*WORK REQUEST*.
The job is to find each line in the entries holding the string "ServerError" and copy that line.

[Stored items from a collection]
________________
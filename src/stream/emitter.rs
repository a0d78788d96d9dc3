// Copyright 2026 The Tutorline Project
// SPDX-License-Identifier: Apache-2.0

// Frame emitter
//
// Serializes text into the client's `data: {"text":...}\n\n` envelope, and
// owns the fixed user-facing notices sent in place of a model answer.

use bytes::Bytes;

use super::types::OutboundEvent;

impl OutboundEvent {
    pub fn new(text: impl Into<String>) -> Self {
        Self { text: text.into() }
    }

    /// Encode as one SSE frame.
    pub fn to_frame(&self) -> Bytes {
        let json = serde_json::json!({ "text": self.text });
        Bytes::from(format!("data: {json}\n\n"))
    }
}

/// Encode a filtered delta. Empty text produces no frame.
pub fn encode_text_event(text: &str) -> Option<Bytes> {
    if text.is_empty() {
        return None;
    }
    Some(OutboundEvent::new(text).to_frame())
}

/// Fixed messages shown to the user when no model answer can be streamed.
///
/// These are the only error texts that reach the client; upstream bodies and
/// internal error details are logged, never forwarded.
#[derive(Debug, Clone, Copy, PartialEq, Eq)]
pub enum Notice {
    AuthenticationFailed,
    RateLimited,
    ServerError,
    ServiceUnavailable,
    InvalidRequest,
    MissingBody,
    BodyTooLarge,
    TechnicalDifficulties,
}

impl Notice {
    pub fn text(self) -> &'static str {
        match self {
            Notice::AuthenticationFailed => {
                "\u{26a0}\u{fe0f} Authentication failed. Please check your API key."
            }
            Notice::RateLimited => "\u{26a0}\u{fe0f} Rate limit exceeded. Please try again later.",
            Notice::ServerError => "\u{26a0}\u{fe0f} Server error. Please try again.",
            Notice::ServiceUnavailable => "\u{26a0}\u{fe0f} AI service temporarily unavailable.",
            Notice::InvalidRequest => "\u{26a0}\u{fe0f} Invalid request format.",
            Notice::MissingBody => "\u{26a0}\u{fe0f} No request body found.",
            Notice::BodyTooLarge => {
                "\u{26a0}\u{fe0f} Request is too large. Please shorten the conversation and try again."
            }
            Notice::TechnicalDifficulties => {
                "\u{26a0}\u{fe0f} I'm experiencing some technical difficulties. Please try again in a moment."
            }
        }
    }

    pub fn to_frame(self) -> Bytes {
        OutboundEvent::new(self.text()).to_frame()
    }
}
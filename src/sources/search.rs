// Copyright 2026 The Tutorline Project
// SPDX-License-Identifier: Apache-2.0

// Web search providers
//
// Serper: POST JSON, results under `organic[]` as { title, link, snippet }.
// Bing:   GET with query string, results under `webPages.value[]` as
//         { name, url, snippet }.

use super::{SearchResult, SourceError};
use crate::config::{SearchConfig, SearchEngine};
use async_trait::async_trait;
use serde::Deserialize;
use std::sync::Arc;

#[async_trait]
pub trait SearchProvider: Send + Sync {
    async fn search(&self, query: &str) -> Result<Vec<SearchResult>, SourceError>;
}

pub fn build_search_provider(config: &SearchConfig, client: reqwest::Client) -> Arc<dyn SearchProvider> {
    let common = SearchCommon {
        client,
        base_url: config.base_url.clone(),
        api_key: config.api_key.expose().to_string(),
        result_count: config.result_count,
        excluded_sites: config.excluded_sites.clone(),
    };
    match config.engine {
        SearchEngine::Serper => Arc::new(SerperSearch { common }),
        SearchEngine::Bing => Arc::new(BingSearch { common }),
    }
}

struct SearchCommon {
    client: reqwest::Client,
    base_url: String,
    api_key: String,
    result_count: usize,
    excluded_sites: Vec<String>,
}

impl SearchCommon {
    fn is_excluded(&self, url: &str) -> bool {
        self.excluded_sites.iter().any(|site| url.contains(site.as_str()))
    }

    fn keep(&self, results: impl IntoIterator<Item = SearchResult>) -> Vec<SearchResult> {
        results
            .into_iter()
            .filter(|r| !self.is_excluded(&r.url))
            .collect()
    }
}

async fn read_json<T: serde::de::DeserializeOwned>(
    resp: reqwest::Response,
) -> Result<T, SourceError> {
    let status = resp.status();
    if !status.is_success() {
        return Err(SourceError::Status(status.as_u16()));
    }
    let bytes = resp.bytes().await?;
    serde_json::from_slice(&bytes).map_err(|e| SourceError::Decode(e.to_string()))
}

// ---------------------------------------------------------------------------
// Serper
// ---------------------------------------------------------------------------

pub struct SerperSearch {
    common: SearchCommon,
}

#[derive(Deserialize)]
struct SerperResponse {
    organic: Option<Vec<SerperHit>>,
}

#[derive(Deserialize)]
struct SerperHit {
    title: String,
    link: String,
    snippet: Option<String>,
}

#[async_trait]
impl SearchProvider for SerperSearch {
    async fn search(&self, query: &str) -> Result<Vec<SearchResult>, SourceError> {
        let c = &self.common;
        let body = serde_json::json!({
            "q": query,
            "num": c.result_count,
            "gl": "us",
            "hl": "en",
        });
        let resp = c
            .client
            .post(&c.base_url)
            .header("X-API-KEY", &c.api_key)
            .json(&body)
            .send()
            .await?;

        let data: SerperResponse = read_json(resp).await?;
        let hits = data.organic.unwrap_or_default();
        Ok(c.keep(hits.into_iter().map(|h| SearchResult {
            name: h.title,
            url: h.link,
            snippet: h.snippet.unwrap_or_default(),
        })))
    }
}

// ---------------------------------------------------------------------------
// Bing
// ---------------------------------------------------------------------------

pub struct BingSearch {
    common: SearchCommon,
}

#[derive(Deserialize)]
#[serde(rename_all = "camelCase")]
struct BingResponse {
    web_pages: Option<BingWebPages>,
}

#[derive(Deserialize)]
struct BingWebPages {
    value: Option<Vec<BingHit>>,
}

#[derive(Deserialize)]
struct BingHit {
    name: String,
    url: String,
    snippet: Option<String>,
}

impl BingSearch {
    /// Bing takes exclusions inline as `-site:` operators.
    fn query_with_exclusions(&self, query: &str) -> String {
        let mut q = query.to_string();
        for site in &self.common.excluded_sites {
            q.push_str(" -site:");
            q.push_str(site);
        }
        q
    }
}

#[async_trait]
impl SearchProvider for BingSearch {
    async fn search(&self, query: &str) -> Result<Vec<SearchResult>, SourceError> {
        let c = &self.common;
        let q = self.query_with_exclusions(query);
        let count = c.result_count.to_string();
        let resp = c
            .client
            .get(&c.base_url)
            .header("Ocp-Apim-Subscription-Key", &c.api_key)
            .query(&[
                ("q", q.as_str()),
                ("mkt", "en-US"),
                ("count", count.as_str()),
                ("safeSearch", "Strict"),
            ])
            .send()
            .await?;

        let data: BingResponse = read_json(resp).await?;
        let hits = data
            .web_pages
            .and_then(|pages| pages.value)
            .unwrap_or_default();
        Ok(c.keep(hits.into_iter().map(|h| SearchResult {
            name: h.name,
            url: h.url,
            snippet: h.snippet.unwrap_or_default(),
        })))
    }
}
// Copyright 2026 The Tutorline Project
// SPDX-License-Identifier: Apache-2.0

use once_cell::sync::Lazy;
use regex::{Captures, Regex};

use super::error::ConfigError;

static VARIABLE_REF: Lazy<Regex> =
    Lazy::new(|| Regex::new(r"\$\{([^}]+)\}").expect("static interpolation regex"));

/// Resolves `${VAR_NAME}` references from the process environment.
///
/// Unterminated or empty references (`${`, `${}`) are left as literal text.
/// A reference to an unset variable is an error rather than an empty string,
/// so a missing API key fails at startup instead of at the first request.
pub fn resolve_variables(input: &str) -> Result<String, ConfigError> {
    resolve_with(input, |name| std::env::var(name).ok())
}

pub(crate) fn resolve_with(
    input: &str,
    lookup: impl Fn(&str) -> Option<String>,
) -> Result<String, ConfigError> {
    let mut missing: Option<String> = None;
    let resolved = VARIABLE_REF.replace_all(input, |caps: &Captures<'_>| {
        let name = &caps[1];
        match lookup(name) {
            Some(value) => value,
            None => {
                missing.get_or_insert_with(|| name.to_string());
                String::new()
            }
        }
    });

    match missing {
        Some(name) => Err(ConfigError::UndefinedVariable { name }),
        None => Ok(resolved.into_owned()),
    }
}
________________
*SOLUTION TO THE EXERCISE*.
    ServerError,
            Notice::ServerError => "\u{26a0}\u{fe0f} Server error. Please try again.",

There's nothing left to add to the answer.